A dog’s behavior is a combination of extrinsic influences impacting the dog’s genetics. This presentation explores how the early environment, experiences, socialization, and many other outside influences impact behavior throughout the dog’s life. Understanding how some behavior problems can be exacerbated or avoided is critical information for behavior consultants and trainers. Topics include the development of body language, bonding, pack and play behavior, species-specific discipline and normal behavioral changes throughout the dog’s life, plus puppy selection procedures designed to evaluate temperament and personality predispositions for appropriate placement.

Presented By:

Gail Fisher

With over 40 years’ experience, Gail’s background in dogs covers virtually all aspects of the field – breeding, showing, competitive obedience and agility, and training dogs from household pets to problem solving to training specialties such as dogs for the hearing impaired. She bred Mastiffs and Vizslas, handling many dogs of her own breeding to breed championships and obedience titles. She operated a boarding, grooming and training kennel, worked for a professional handler and developed professional skills in grooming as well.
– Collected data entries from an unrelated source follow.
//! # Trigonometric series evaluator
//!
//! The planetary and lunar theories are written as sums of periodic terms. Two shapes are
//! supported:
//!
//! * [`Series`]: Poisson series `Σₖ tᵏ · Σᵢ Aᵢ·cos(Bᵢ + Cᵢ·t)` (VSOP style), evaluated by
//!   [`evaluate`] and differentiated analytically by [`evaluate_derivative`],
//! * [`ArgumentTerm`] tables: sums of sines/cosines of integer combinations of fundamental
//!   arguments (lunar style), folded by [`fold_arguments`].
//!
//! Terms are always accumulated in table order.
use crate::constants::DPI;

/// One periodic term `amplitude · cos(phase + frequency · t)`.
#[derive(Debug, Clone, Copy, PartialEq)]
pub struct Term {
    pub amplitude: f64,
    pub phase: f64,
    pub frequency: f64,
}

impl Term {
    pub const fn new(amplitude: f64, phase: f64, frequency: f64) -> Self {
        Term {
            amplitude,
            phase,
            frequency,
        }
    }
}

/// Terms grouped by power of time: `series[k]` is multiplied by `t^k`.
pub type Series = &'static [&'static [Term]];

/// Evaluate a Poisson series at time `t`.
///
/// Arguments
/// ---------
/// * `series`: the power levels of the series
/// * `t`: normalized time (millennia for the planetary theory)
/// * `clamp_angle`: reduce each power-level contribution modulo 2π before accumulating it,
///   for angular coordinates whose secular part grows to hundreds of radians
///
/// Return
/// ------
/// * the value of the series
pub fn evaluate(series: Series, t: f64, clamp_angle: bool) -> f64 {
    let mut coord = 0.0;
    let mut tpower = 1.0;
    for level in series {
        let sum: f64 = level
            .iter()
            .map(|term| term.amplitude * (term.phase + term.frequency * t).cos())
            .sum();

        let mut incr = tpower * sum;
        if clamp_angle {
            incr %= DPI;
        }
        coord += incr;
        tpower *= t;
    }
    coord
}

/// Analytic time derivative of [`evaluate`], in units of the series per unit of `t`.
///
/// For the level of power `k`:
///
/// ```text
/// d/dt [tᵏ Σ A cos(B + C t)] = k tᵏ⁻¹ Σ A cos(B + C t) − tᵏ Σ A C sin(B + C t)
/// ```
pub fn evaluate_derivative(series: Series, t: f64) -> f64 {
    let mut dpower = 0.0;
    let mut tpower = 1.0;
    let mut rate = 0.0;
    for (k, level) in series.iter().enumerate() {
        let (sin_sum, cos_sum) = level.iter().fold((0.0, 0.0), |(s, c), term| {
            let angle = term.phase + term.frequency * t;
            (
                s + term.amplitude * term.frequency * angle.sin(),
                c + term.amplitude * angle.cos(),
            )
        });
        rate += k as f64 * dpower * cos_sum - tpower * sin_sum;
        dpower = tpower;
        tpower *= t;
    }
    rate
}

/// A term whose argument is an integer combination of four fundamental angles.
///
/// The second multiplier applies to the solar mean anomaly: the term is scaled by `e^|m|`
/// where `e` is the eccentricity factor passed to [`fold_arguments`].
#[derive(Debug, Clone, Copy, PartialEq)]
pub struct ArgumentTerm {
    pub multipliers: [i8; 4],
    pub sin_coefficient: f64,
    pub cos_coefficient: f64,
}

impl ArgumentTerm {
    pub const fn new(multipliers: [i8; 4], sin_coefficient: f64, cos_coefficient: f64) -> Self {
        ArgumentTerm {
            multipliers,
            sin_coefficient,
            cos_coefficient,
        }
    }
}

/// Fold a table of [`ArgumentTerm`]s.
///
/// Arguments
/// ---------
/// * `terms`: the table, in the order it must be summed
/// * `angles`: the four fundamental arguments in radians
/// * `e`: eccentricity factor applied per unit of the second multiplier
///
/// Return
/// ------
/// * `(Σ sin_coefficient·sin(arg), Σ cos_coefficient·cos(arg))`
pub fn fold_arguments(terms: &[ArgumentTerm], angles: &[f64; 4], e: f64) -> (f64, f64) {
    terms.iter().fold((0.0, 0.0), |(sum_sin, sum_cos), term| {
        let arg: f64 = term
            .multipliers
            .iter()
            .zip(angles)
            .map(|(&m, angle)| m as f64 * angle)
            .sum();
        let scale = e.powi(term.multipliers[1].unsigned_abs() as i32);
        (
            sum_sin + term.sin_coefficient * scale * arg.sin(),
            sum_cos + term.cos_coefficient * scale * arg.cos(),
        )
    })
}

#[cfg(test)]
mod series_test {
    use super::*;

    const LEVEL_0: &[Term] = &[Term::new(2.0, 0.0, 0.0), Term::new(0.5, 1.0, 3.0)];
    const LEVEL_1: &[Term] = &[Term::new(10.0, 0.0, 0.0), Term::new(0.25, 2.0, 7.0)];
    const LEVEL_2: &[Term] = &[Term::new(-0.3, 0.5, 1.5)];
    const SYNTHETIC: Series = &[LEVEL_0, LEVEL_1, LEVEL_2];

    #[test]
    fn test_evaluate_constant_terms() {
        const ONE: &[Term] = &[Term::new(1.5, 0.0, 0.0)];
        const CONSTANT: Series = &[ONE, ONE];
        assert_eq!(evaluate(CONSTANT, 0.0, false), 1.5);
        assert_eq!(evaluate(CONSTANT, 2.0, false), 1.5 + 2.0 * 1.5);
    }

    #[test]
    fn test_evaluate_clamps_each_level() {
        const BIG: &[Term] = &[Term::new(100.0, 0.0, 0.0)];
        const SECULAR: Series = &[BIG];
        let clamped = evaluate(SECULAR, 0.3, true);
        assert!((clamped - 100.0 % DPI).abs() < 1e-12);
        assert_eq!(evaluate(SECULAR, 0.3, false), 100.0);
    }

    #[test]
    fn test_derivative_matches_finite_difference() {
        let h = 1e-6;
        for t in [-0.7, -0.1, 0.0, 0.25, 0.9] {
            let numeric =
                (evaluate(SYNTHETIC, t + h, false) - evaluate(SYNTHETIC, t - h, false)) / (2.0 * h);
            let analytic = evaluate_derivative(SYNTHETIC, t);
            assert!(
                (numeric - analytic).abs() < 1e-6,
                "t = {t}: {numeric} vs {analytic}"
            );
        }
    }

    #[test]
    fn test_fold_arguments() {
        let terms = [
            ArgumentTerm::new([0, 0, 1, 0], 2.0, 3.0),
            ArgumentTerm::new([2, -1, 0, 0], 1.0, 0.0),
        ];
        let angles = [0.4, 0.2, 0.3, 1.1];
        let e = 0.9;
        let (s, c) = fold_arguments(&terms, &angles, e);
        assert!((s - (2.0 * 0.3_f64.sin() + e * (0.8_f64 - 0.2).sin())).abs() < 1e-15);
        assert!((c - 3.0 * 0.3_f64.cos()).abs() < 1e-15);
    }
}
While Gail’s direct involvement with dogs has been the mainstay of her professional life, she has made even more significant contributions to the field as a “teacher of teachers.” Gail developed the first ever university course for dog trainers and instructors, a two-year certificate program, which she taught at the University of New Hampshire.

Named one of the top 5 lecturers in the world on dog behavior and training by England’s “Our Dogs Magazine,” her entertaining and educational seminars spread the word of humane dog training and a greater understanding of dog behavior to audiences throughout the United States, Canada, England and Switzerland. Gail’s commitment to learning and sharing knowledge benefits dog owners, professionals and the dogs themselves.